=== Work instruction ===
Your answer should consist of the lines below that hold the word "anyhow".

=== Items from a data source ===

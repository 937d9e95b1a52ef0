// In-process transport
//
// Every opened connection is recorded and exposed through a handle that can
// inspect what the session sent and script what the "server" does: open,
// deliver messages, fail, close. Nothing is emitted until the handle says so.

use anyhow::Result;
use std::sync::atomic::{AtomicBool, Ordering};
use std::sync::{Arc, Mutex};

use super::{Connection, EventSink, Transport, TransportEvent};

/// Scriptable side of one in-memory connection
#[derive(Clone, Debug)]
pub struct MemoryConnectionHandle {
    endpoint: String,
    events: EventSink,
    sent: Arc<Mutex<Vec<String>>>,
    closed: Arc<AtomicBool>,
}

impl MemoryConnectionHandle {
    pub fn endpoint(&self) -> &str {
        &self.endpoint
    }

    /// Report the connection as established
    pub fn open(&self) {
        self.events.emit(TransportEvent::Open);
    }

    /// Deliver an inbound text message
    pub fn deliver(&self, text: impl Into<String>) {
        self.events.emit(TransportEvent::Message(text.into()));
    }

    /// Report a transport error followed by the connection closing
    pub fn fail(&self, reason: impl Into<String>) {
        self.closed.store(true, Ordering::SeqCst);
        self.events.emit(TransportEvent::Error(reason.into()));
        self.events.emit(TransportEvent::Closed);
    }

    /// Close from the server side
    pub fn close(&self) {
        self.closed.store(true, Ordering::SeqCst);
        self.events.emit(TransportEvent::Closed);
    }

    /// Messages the session has sent, in order
    pub fn sent(&self) -> Vec<String> {
        self.sent.lock().unwrap_or_else(|e| e.into_inner()).clone()
    }

    /// Sent messages parsed as JSON (unparsable entries are skipped)
    pub fn sent_json(&self) -> Vec<serde_json::Value> {
        self.sent()
            .iter()
            .filter_map(|text| serde_json::from_str(text).ok())
            .collect()
    }

    /// `type` field of every sent message
    pub fn sent_types(&self) -> Vec<String> {
        self.sent_json()
            .iter()
            .filter_map(|v| v.get("type").and_then(|t| t.as_str()).map(str::to_owned))
            .collect()
    }

    pub fn is_closed(&self) -> bool {
        self.closed.load(Ordering::SeqCst)
    }
}

struct MemoryConnection {
    sent: Arc<Mutex<Vec<String>>>,
    closed: Arc<AtomicBool>,
}

impl Connection for MemoryConnection {
    fn send(&self, text: String) -> Result<()> {
        if self.closed.load(Ordering::SeqCst) {
            anyhow::bail!("Memory connection is closed");
        }
        self.sent.lock().unwrap_or_else(|e| e.into_inner()).push(text);
        Ok(())
    }

    fn close(&self) {
        self.closed.store(true, Ordering::SeqCst);
    }
}

/// Transport that keeps every connection in memory
#[derive(Clone, Default)]
pub struct MemoryTransport {
    connections: Arc<Mutex<Vec<MemoryConnectionHandle>>>,
}

impl MemoryTransport {
    pub fn new() -> Self {
        Self::default()
    }

    /// Every connection opened so far, oldest first
    pub fn connections(&self) -> Vec<MemoryConnectionHandle> {
        self.connections
            .lock()
            .unwrap_or_else(|e| e.into_inner())
            .clone()
    }

    pub fn connection_count(&self) -> usize {
        self.connections
            .lock()
            .unwrap_or_else(|e| e.into_inner())
            .len()
    }

    /// Most recently opened connection
    pub fn last(&self) -> Option<MemoryConnectionHandle> {
        self.connections
            .lock()
            .unwrap_or_else(|e| e.into_inner())
            .last()
            .cloned()
    }
}

impl Transport for MemoryTransport {
    fn open(&self, endpoint: &str, events: EventSink) -> Box<dyn Connection> {
        let sent = Arc::new(Mutex::new(Vec::new()));
        let closed = Arc::new(AtomicBool::new(false));

        self.connections
            .lock()
            .unwrap_or_else(|e| e.into_inner())
            .push(MemoryConnectionHandle {
                endpoint: endpoint.to_string(),
                events,
                sent: Arc::clone(&sent),
                closed: Arc::clone(&closed),
            });

        Box::new(MemoryConnection { sent, closed })
    }

    fn name(&self) -> &str {
        "memory"
    }
}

=== Written answer ===
use anyhow::Result;
            anyhow::bail!("Memory connection is closed");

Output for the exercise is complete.